En supposant que les composantes du revenu annuel sont l’entretien, l’épargne et une allocation de 40 % au logement, à l’assurance et autres, l’allocation de portefeuille de 0,5 X se traduirait par un taux d’épargne de 20 %. Ce qui précède suppose également une croissance des revenus à 20 points de base au-dessus de l’inflation ou 5,2 %. La forte croissance des fonds propres, la forte proportion de fonds propres et l’augmentation des revenus, donc de l’épargne, génèrent de tels effets cumulatifs. Si l’on investit entièrement en actions ou entièrement en dette tout au long de la phase de constitution, l’investissement à 30 ans serait de 0,4X (1,15 lakh ₹) ou 0,86X (2,6 lakh ₹) par an. Mais l’un est extrêmement risqué et l’autre sous-optimal pour tout profil de risque. Il faut idéalement se placer entre les deux extrêmes, et selon l’aversion personnelle au risque.
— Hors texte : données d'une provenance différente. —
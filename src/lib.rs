/*!
clearance3d
===========

**clearance3d** computes closed-form minimum distances (and, optionally,
separating directions) between pairs of simple 3-dimensional collision
primitives: spheres, capsules, and boxes with an arbitrary rigid pose.

The distances are meant to be used as clearance constraints inside an
optimization-based motion planner: every query is a pure, branch-free,
closed-form expression built from `+ − × ÷ sqrt max min`, generic over any
scalar implementing [`simba::simd::SimdRealField`]. Plugging in a dual-number
or symbolic scalar therefore yields expressions an automatic-differentiation
backend can evaluate and differentiate; plugging in `f64` yields plain numeric
evaluation.
*/

#![deny(non_camel_case_types)]
#![deny(unused_parens)]
#![deny(non_upper_case_globals)]
#![deny(unused_results)]
#![warn(missing_docs)]
#![warn(unused_imports)]
#![allow(missing_copy_implementations)]
#![allow(clippy::module_inception)]

pub extern crate nalgebra as na;
pub extern crate simba;

pub mod math;
pub mod query;
pub mod shape;
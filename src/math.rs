//! Linear algebra type aliases.

use na::{Isometry3, Point3, Vector3};

/// The scalar type used for concrete (non-symbolic) evaluation.
pub type Real = f64;

/// The dimension of the ambient space.
pub const DIM: usize = 3;

/// The point type.
pub type Point<T> = Point3<T>;

/// The vector type.
pub type Vector<T> = Vector3<T>;

/// The transformation (rotation + translation) type.
pub type Isometry<T> = Isometry3<T>;
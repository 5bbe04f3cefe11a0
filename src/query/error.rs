/// Error indicating that a distance query involves a primitive it does not
/// support.
///
/// The segment-pair classifier only understands spheres and capsules (moving
/// or static); a [`Cuboid`](crate::shape::Cuboid) operand is rejected with
/// this error, as is any pair the top-level
/// [`distance`](crate::query::distance) dispatcher has no solver for. This is
/// the only checked failure of this crate: every query that passes
/// classification is a total, closed-form computation.
#[derive(thiserror::Error, Copy, Clone, Debug, PartialEq, Eq)]
#[error("primitive type not supported by this distance query")]
pub struct InvalidPrimitiveType;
Si le même homme de 30 ans décide de commencer à planifier sa retraite à 40 ans, avec un partage actions-dettes similaire, le montant d’investissement requis (pour générer 227X d’ici 65 ans) passerait à 1,4X (4,27 lakh ₹). En manquant une décennie de retours sur investissement, le portefeuille exigerait une dépense plus élevée de 35% d’économies (en supposant le même entretien annuel à X ou ₹ 3 lakh). À l’âge de 50 ans, le portefeuille devait passer à 4,8X (14,3 lakh ₹) ou 50% de taux d’épargne.